Monday, April 18, 2011

Signs of a debt crisis (Letters from Portugal: Part One)



LISBON, Portugal - Fourteen hours of plane travel is no joke. You’re groggy by the time you get to the final destination, your tummy grumbles from free beer mixed with lousy food served in the economy class and your skin is as dry as the Sahara desert, no thanks to recycled air.

But as I step out of the airport, the crisp evening air greets me and jolts me out of my jetlagged state.

I take a deep breath to savor the moment. This is the part I like best – that first step you take after you get out of the airport’s exit door. It’s the rawness of being in a foreign country, something like the first sip of a single malt Scotch or the freshness of your first brew of cappuccino in the morning.

You see, no matter how much you’ve travelled, the first step is never ever the same. The air is different every time. And it reminds that you that life is always something to marvel about.

There is a pleasant chaos outside the Lisbon Portela Airport, as foreigners and locals alive wait in long queues for cabs and buses that will take them to the city or wherever home is.

It is past 11 in the evening and the sound of Portuguese music blaring from cabs reverberates in the night.

Anne of the European Journalism Center and I fall in line for a cab. We're off to the hotel, seven kilometers away. A bright round yellow moon shines above.

We drive away from the airport and I get my first glimpse of Lisbon. There is a kaleidoscope of streetlights.



I watch out for signs of the debt crisis and they are everywhere – unfinished buildings left and right and huge signs of “BIG SALE” plastered on the window displays of luxury stores and malls.

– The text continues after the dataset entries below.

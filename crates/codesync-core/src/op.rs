//! Edit scripts: ordered retain/delete/insert components.
//!
//! An [`Operation`] walks a source text from start to end. `Retain` copies
//! chars through, `Delete` skips them, `Insert` emits new text at the current
//! position. All lengths are in Unicode scalar values (chars), not bytes.
//!
//! On the wire each component is a single-key object:
//! `{"retain": 3}`, `{"delete": 1}` or `{"insert": "abc"}`.

use std::ops::Range;

use serde::{Deserialize, Serialize};
use smol_str::SmolStr;

/// One step of an edit script.
#[derive(Clone, Debug, PartialEq, Eq, Serialize, Deserialize)]
#[serde(rename_all = "lowercase")]
pub enum Component {
    /// Skip `n` chars unchanged.
    Retain(usize),
    /// Remove the next `n` chars.
    Delete(usize),
    /// Insert literal text at the current position.
    Insert(SmolStr),
}

impl Component {
    /// Chars of the source text this component consumes.
    pub fn consumed(&self) -> usize {
        match self {
            Component::Retain(n) | Component::Delete(n) => *n,
            Component::Insert(_) => 0,
        }
    }

    /// Chars this component contributes to the output text.
    pub fn produced(&self) -> usize {
        match self {
            Component::Retain(n) => *n,
            Component::Delete(_) => 0,
            Component::Insert(text) => text.chars().count(),
        }
    }
}

/// An ordered sequence of components describing a text transformation.
#[derive(Clone, Debug, Default, PartialEq, Eq, Serialize, Deserialize)]
#[serde(transparent)]
pub struct Operation {
    components: Vec<Component>,
}

/// A position-addressed replacement against the source text.
///
/// `range` is in source char offsets; the chars in `range` are replaced by
/// `text`. Pure insertions have an empty range.
#[derive(Clone, Debug, PartialEq, Eq)]
pub struct Splice {
    pub range: Range<usize>,
    pub text: SmolStr,
}

impl Operation {
    /// Create an empty operation (the identity edit).
    pub fn new() -> Self {
        Self::default()
    }

    /// Build from raw components without normalizing.
    ///
    /// Used for decoded wire data; the codec tolerates zero-length and
    /// unmerged components.
    pub fn from_components(components: Vec<Component>) -> Self {
        Self { components }
    }

    /// Append a retain, merging with a preceding retain.
    pub fn retain(&mut self, n: usize) -> &mut Self {
        if n == 0 {
            return self;
        }
        match self.components.last_mut() {
            Some(Component::Retain(last)) => *last += n,
            _ => self.components.push(Component::Retain(n)),
        }
        self
    }

    /// Append a delete, merging with a preceding delete.
    pub fn delete(&mut self, n: usize) -> &mut Self {
        if n == 0 {
            return self;
        }
        match self.components.last_mut() {
            Some(Component::Delete(last)) => *last += n,
            _ => self.components.push(Component::Delete(n)),
        }
        self
    }

    /// Append an insert, merging with a preceding insert.
    pub fn insert(&mut self, text: &str) -> &mut Self {
        if text.is_empty() {
            return self;
        }
        match self.components.last_mut() {
            Some(Component::Insert(last)) => {
                let mut merged = String::with_capacity(last.len() + text.len());
                merged.push_str(last);
                merged.push_str(text);
                *last = merged.into();
            }
            _ => self.components.push(Component::Insert(text.into())),
        }
        self
    }

    pub fn components(&self) -> &[Component] {
        &self.components
    }

    pub fn into_components(self) -> Vec<Component> {
        self.components
    }

    pub fn iter(&self) -> std::slice::Iter<'_, Component> {
        self.components.iter()
    }

    pub fn len(&self) -> usize {
        self.components.len()
    }

    pub fn is_empty(&self) -> bool {
        self.components.is_empty()
    }

    /// True when the operation has no components at all.
    ///
    /// The empty operation is the identity for every source text.
    pub fn is_noop(&self) -> bool {
        self.components.is_empty()
    }

    /// Length in chars of the text this operation must be applied to.
    ///
    /// `None` when the component lengths overflow `usize`, which only a
    /// hostile or corrupt wire operation can produce.
    pub fn base_len(&self) -> Option<usize> {
        self.components
            .iter()
            .try_fold(0usize, |sum, c| sum.checked_add(c.consumed()))
    }

    /// Length in chars of the text this operation produces.
    pub fn target_len(&self) -> Option<usize> {
        self.components
            .iter()
            .try_fold(0usize, |sum, c| sum.checked_add(c.produced()))
    }

    /// Convert to absolute splices over the source text, in ascending order.
    ///
    /// Retains only advance the running offset. A delete directly adjacent
    /// to an insert collapses into one replacement splice. Offsets saturate,
    /// so an operation whose [`base_len`](Self::base_len) overflows yields
    /// ranges no buffer can hold; validate with `apply` first.
    pub fn splices(&self) -> Vec<Splice> {
        let mut splices: Vec<Splice> = Vec::new();
        let mut offset: usize = 0;

        for component in &self.components {
            let (range, text) = match component {
                Component::Retain(n) => {
                    offset = offset.saturating_add(*n);
                    continue;
                }
                Component::Delete(0) => continue,
                Component::Delete(n) => {
                    let end = offset.saturating_add(*n);
                    let range = offset..end;
                    offset = end;
                    (range, SmolStr::default())
                }
                Component::Insert(text) if text.is_empty() => continue,
                Component::Insert(text) => (offset..offset, text.clone()),
            };

            match splices.last_mut() {
                Some(last) if last.range.end == range.start => {
                    last.range.end = range.end;
                    if !text.is_empty() {
                        let mut merged = String::with_capacity(last.text.len() + text.len());
                        merged.push_str(&last.text);
                        merged.push_str(&text);
                        last.text = merged.into();
                    }
                }
                _ => splices.push(Splice { range, text }),
            }
        }

        splices
    }
}

impl From<Vec<Component>> for Operation {
    fn from(components: Vec<Component>) -> Self {
        Self::from_components(components)
    }
}

impl<'a> IntoIterator for &'a Operation {
    type Item = &'a Component;
    type IntoIter = std::slice::Iter<'a, Component>;

    fn into_iter(self) -> Self::IntoIter {
        self.components.iter()
    }
}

It is no surprise because in this construction-driven economy, the first to bear the brunt of a debt crisis are the construction companies who can no longer access bank financing.

I wake up and on my first day,


I see more signs.

But here in Lisbon, as it is elsewhere, life goes on.

And today, on a hot Monday afternoon, some of them are hanging around by the bay, drinking ice-cold Sagres, said to be Portugal’s best beer, waiting for the sun to set and throwing their worries away.